Dataset entries:
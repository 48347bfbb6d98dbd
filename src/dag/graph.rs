// src/dag/graph.rs

use std::collections::{BTreeMap, BTreeSet};
use std::path::Path;

use anyhow::Context;
use petgraph::algo::toposort;
use petgraph::graphmap::DiGraphMap;
use regex::Regex;
use tracing::debug;

use crate::dag::linearize::Linearizer;
use crate::dag::node::NodeId;
use crate::errors::{RebakeError, Result};
use crate::fs::FileSystem;

static NO_DEPENDENCIES: BTreeSet<NodeId> = BTreeSet::new();

/// Dependency relation between task nodes.
///
/// Edges point from a node to the nodes it depends on. Dependency sets are
/// ordered so that walks over the graph are deterministic.
#[derive(Debug, Clone, Default, PartialEq, Eq)]
pub struct DependencyGraph {
    edges: BTreeMap<NodeId, BTreeSet<NodeId>>,
}

/// Line matchers for the dot files written by `bitbake -g`:
///
/// ```text
/// "busybox.do_build" [label="busybox do_build\n:1.36.1-r0\n..."]
/// "busybox.do_build" -> "busybox.do_populate_sysroot"
/// "busybox.do_build" -> "virtual/libc.do_build" [style=dashed]
/// ```
struct DotLineMatcher {
    declaration: Regex,
    edge: Regex,
}

impl DotLineMatcher {
    fn new() -> Result<Self> {
        let declaration = Regex::new(r#"^"(?P<name>[^"]+)" \[label="(?P<label>[^"]+)"\]"#)
            .context("compiling node declaration pattern")?;
        let edge = Regex::new(r#"^"(?P<src>[^"]+)" -> "(?P<dest>[^"]+)"( \[style=dashed\])?"#)
            .context("compiling edge pattern")?;
        Ok(Self { declaration, edge })
    }

    /// The `(src, dest)` pair of an edge line; `None` for anything else.
    fn edge<'l>(&self, line: &'l str) -> Option<(&'l str, &'l str)> {
        if self.declaration.is_match(line) {
            return None;
        }
        let caps = self.edge.captures(line)?;
        let src = caps.name("src")?.as_str();
        let dest = caps.name("dest")?.as_str();
        Some((src, dest))
    }
}

impl DependencyGraph {
    pub fn new() -> Self {
        Self::default()
    }

    /// Record that `src` depends on `dest`.
    pub fn add_edge(&mut self, src: impl Into<NodeId>, dest: impl Into<NodeId>) {
        self.edges.entry(src.into()).or_default().insert(dest.into());
    }

    /// Parse dot text into a dependency relation.
    ///
    /// Node declarations and every line that is not an edge (headers,
    /// braces, attributes, comments) are skipped. Dashed and solid edges
    /// are treated alike. Matches are anchored at column zero, so indented
    /// lines never count.
    pub fn parse(text: &str) -> Result<Self> {
        let matcher = DotLineMatcher::new()?;
        let mut graph = Self::new();

        for line in text.lines() {
            if let Some((src, dest)) = matcher.edge(line) {
                graph.add_edge(src, dest);
            }
        }

        debug!(
            nodes = graph.edges.len(),
            edges = graph.edge_count(),
            "parsed dependency graph"
        );
        Ok(graph)
    }

    /// Read and parse a graph file.
    pub fn from_file(fs: &dyn FileSystem, path: &Path) -> Result<Self> {
        let text = fs
            .read_to_string(path)
            .map_err(|source| RebakeError::GraphFile {
                path: path.to_path_buf(),
                source,
            })?;
        Self::parse(&text)
    }

    /// Direct dependencies of `node`; empty if `node` never appears as an
    /// edge source.
    pub fn dependencies_of(&self, node: &str) -> &BTreeSet<NodeId> {
        self.edges.get(node).unwrap_or(&NO_DEPENDENCIES)
    }

    pub fn edge_count(&self) -> usize {
        self.edges.values().map(BTreeSet::len).sum()
    }

    pub fn is_empty(&self) -> bool {
        self.edges.is_empty()
    }

    /// Everything `start` depends on, transitively, dependencies first.
    /// `start` itself is not part of the output.
    pub fn linearize<'a>(&'a self, start: &'a str) -> Linearizer<'a> {
        Linearizer::new(self, start)
    }

    /// Fail with [`RebakeError::DagCycle`] if the relation has a cycle.
    pub fn ensure_acyclic(&self) -> Result<()> {
        let mut graph: DiGraphMap<&str, ()> = DiGraphMap::new();

        for (src, deps) in self.edges.iter() {
            graph.add_node(src.as_str());
            for dest in deps {
                graph.add_edge(src.as_str(), dest.as_str(), ());
            }
        }

        match toposort(&graph, None) {
            Ok(_order) => Ok(()),
            Err(cycle) => Err(RebakeError::DagCycle(format!(
                "dependency cycle involving task '{}'",
                cycle.node_id()
            ))),
        }
    }
}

■ Exercise prompt ■
Every line above that includes the string "relation" needs to be copied.

■ Problem solution ■
/// Dependency relation between task nodes.
    /// Parse dot text into a dependency relation.
    /// Fail with [`RebakeError::DagCycle`] if the relation has a cycle.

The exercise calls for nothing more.